“O! vell! (much alarmed) it might be my bed-case, then!” (Whenever Mrs. Schwellenberg travels, she carries her bed in a large black leather case, behind her servants’ carriage.) “Very likely, ma’am.”

“Then, sir,” very angrily, “how come you by it?”

“Why, I’ll tell you, ma’am. I was just going to bed; so MY servant took one candle, and I had the other. I had just had my hair done, and my curls were just rolled up, and he was going away; but I turned about, by accident, and I saw a great lump in my bed; so I thought it was my clothes. ‘What do you put them there for?’ says I. ‘Sir,’ says he, ‘it looks as if there was a drunken man in the bed.’ ‘A drunken man?’ says I; ‘Take the poker, then, and knock him on the head!’”

“Knock him on the head?” interrupted Mrs. Schwellenberg, “What! when it might be some innocent person? Fie! Colonel Manners. I thought you had been too good-natured for such thing—to poker the people in the king’s house!”

“Then what business have they to get into my bed, ma’am? So then my man looked nearer, and he said, ‘Sir, why, here’s your night-cap and here’s the pillow!—and here’s a great, large lump of leather!’ ‘Shovel it all out!’ says I. ‘Sir,’ says he, ‘It’s Madame Schwellenberg’s! here’s her name on it.’ ‘Well, then,’ says I, ‘sell it, to-morrow, to the saddler.’”
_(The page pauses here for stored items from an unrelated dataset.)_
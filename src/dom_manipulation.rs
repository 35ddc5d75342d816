use ego_tree::NodeId;
use html5ever::tree_builder::{Attribute, ElementFlags, NodeOrText, TreeSink};
use markup5ever::{LocalName, Namespace, QualName};
use scraper::{Html, Node, Selector};

const HTML_NAMESPACE: &str = "http://www.w3.org/1999/xhtml";

/// Creates a qualified name for a HTML element.
pub fn html_elem_name(name: &str) -> QualName {
    QualName::new(None, Namespace::from(HTML_NAMESPACE), LocalName::from(name))
}

/// Creates a qualified name for an attribute of a HTML element.
pub fn html_attr_name(name: &str) -> QualName {
    QualName::new(None, Namespace::from(""), LocalName::from(name))
}

pub(crate) enum DomOperation<Handle> {
    /// Will set the value of attribute `attr_name` of element `node_id` to `value`.
    SetAttribute {
        node_id: Handle,
        attr_name: QualName,
        value: String,
    },
    /// Will add `declarations` after the current value of the `style` attribute of element `node_id`.
    ExtendStyle {
        node_id: Handle,
        declarations: String,
    },
    /// Will add an element with `child_id` as the last child of element with `parent_id`.
    /// If the child already has a parent, it will be moved.
    AppendChild {
        parent_id: Handle,
        child_id: Handle,
    },
}

pub(crate) trait MutableDom: TreeSink {
    /// Performs given operation to mutate the tree.
    fn perform_operation(&mut self, op: DomOperation<Self::Handle>);

    /// Performs a sequence of scheduled operations.
    fn perform_operations(&mut self, ops: Vec<DomOperation<Self::Handle>>) {
        for op in ops {
            self.perform_operation(op);
        }
    }

    /// Creates a detached element that can be attached with `DomOperation::AppendChild`.
    fn create_html_element(&mut self, name: &str, attrs: &[(&str, &str)]) -> Self::Handle {
        let attrs = attrs
            .iter()
            .map(|(name, value)| Attribute {
                name: html_attr_name(name),
                value: (*value).into(),
            })
            .collect();
        self.create_element(html_elem_name(name), attrs, ElementFlags::default())
    }
}

impl MutableDom for Html {
    fn perform_operation(&mut self, op: DomOperation<Self::Handle>) {
        match op {
            DomOperation::SetAttribute {
                node_id,
                attr_name,
                value,
            } => {
                if let Some(mut node) = self.tree.get_mut(node_id) {
                    if let Node::Element(ref mut elem) = node.value() {
                        elem.attrs.insert(attr_name, value.into());
                    }
                }
            }
            DomOperation::ExtendStyle { node_id, declarations } => {
                if let Some(mut node) = self.tree.get_mut(node_id) {
                    if let Node::Element(ref mut elem) = node.value() {
                        let style = match elem.attr("style").map(str::trim) {
                            Some(existing) if !existing.is_empty() => {
                                let separator = if existing.ends_with(';') { " " } else { "; " };
                                format!("{existing}{separator}{declarations}")
                            }
                            _ => declarations,
                        };
                        elem.attrs.insert(html_attr_name("style"), style.into());
                    }
                }
            }
            DomOperation::AppendChild { parent_id, child_id } => {
                if self.tree.get(parent_id).is_some() {
                    self.append(&parent_id, NodeOrText::AppendNode(child_id));
                }
            }
        }
    }
}

/// Ids of all elements matching `selector`, in document order.
/// Collecting them first releases the borrow of the document so it can be mutated.
pub(crate) fn select_ids(doc: &Html, selector: &Selector) -> Vec<NodeId> {
    doc.select(selector).map(|elem| elem.id()).collect()
}

#[cfg(test)]
fn fragment_html(doc: &Html) -> Html {
    Html::parse_fragment(&doc.root_element().inner_html())
}

#[test]
fn test_set_attribute() {
    let mut doc = Html::parse_fragment("<img class='cover' src='/upload/a.jpg'> <img src='/upload/b.jpg'>");
    let img = doc.select(&Selector::parse("img.cover").unwrap()).next().expect("Image not found.");

    doc.perform_operation(DomOperation::SetAttribute {
        node_id: img.id(),
        attr_name: html_attr_name("src"),
        value: String::from("0_a.jpg"),
    });

    assert_eq!(
        Html::parse_fragment("<img class='cover' src='0_a.jpg'> <img src='/upload/b.jpg'>"),
        fragment_html(&doc),
    );
}

#[test]
fn test_set_attribute_missing() {
    let mut doc = Html::parse_fragment("<div id='headerBar'>Menu</div>");
    let header = doc.select(&Selector::parse("#headerBar").unwrap()).next().expect("Header not found.");

    doc.perform_operation(DomOperation::SetAttribute {
        node_id: header.id(),
        attr_name: html_attr_name("style"),
        value: String::from("display: none;"),
    });

    assert_eq!(
        Html::parse_fragment("<div id='headerBar' style='display: none;'>Menu</div>"),
        fragment_html(&doc),
    );
}

#[test]
fn test_extend_style() {
    let mut doc = Html::parse_fragment("<div class='views' style='color: red'></div><div class='bare'></div>");
    let views = doc.select(&Selector::parse(".views").unwrap()).next().unwrap().id();
    let bare = doc.select(&Selector::parse(".bare").unwrap()).next().unwrap().id();

    doc.perform_operations(vec![
        DomOperation::ExtendStyle {
            node_id: views,
            declarations: String::from("padding-left: 6%;"),
        },
        DomOperation::ExtendStyle {
            node_id: bare,
            declarations: String::from("padding-left: 6%;"),
        },
    ]);

    assert_eq!(
        Html::parse_fragment("<div class='views' style='color: red; padding-left: 6%;'></div><div class='bare' style='padding-left: 6%;'></div>"),
        fragment_html(&doc),
    );
}

#[test]
fn test_append_created_element() {
    let mut doc = Html::parse_fragment("<div class='views'><p>Page</p></div>");
    let views = doc.select(&Selector::parse(".views").unwrap()).next().unwrap().id();

    let panel = doc.create_html_element("div", &[("id", "left-flipper")]);
    let icon = doc.create_html_element("img", &[("src", "left.png")]);
    doc.perform_operations(vec![
        DomOperation::AppendChild {
            parent_id: panel,
            child_id: icon,
        },
        DomOperation::AppendChild {
            parent_id: views,
            child_id: panel,
        },
    ]);

    assert_eq!(
        Html::parse_fragment("<div class='views'><p>Page</p><div id='left-flipper'><img src='left.png'></div></div>"),
        fragment_html(&doc),
    );
}

#[test]
fn test_select_ids_in_document_order() {
    let doc = Html::parse_fragment("<script src='a.js'></script><p><script src='b.js'></script></p><script></script>");
    let ids = select_ids(&doc, &Selector::parse("script[src]").unwrap());
    let sources: Vec<_> = ids
        .into_iter()
        .filter_map(|id| doc.tree.get(id))
        .filter_map(|node| node.value().as_element().and_then(|elem| elem.attr("src")).map(String::from))
        .collect();

    assert_eq!(vec!["a.js", "b.js"], sources);
}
“What! when you knew it was mine, sir? Upon my vord, you been ver good!” (bowing very low). “Well, ma’am, it’s all Colonel Wellbred, I dare say; so, suppose you and I were to take the law of him?”

“Not I, sir!” (Scornfully).

“Well, but let’s write him a letter, then, and frighten him: let’s tell him it’s sold, and he must make it good. You and I’ll do it together.”

“No, sir; you might do it yourself. I am not so familiar to write to gentlemens.”

“Why then, you shall only sign it, and I’ll frank it.”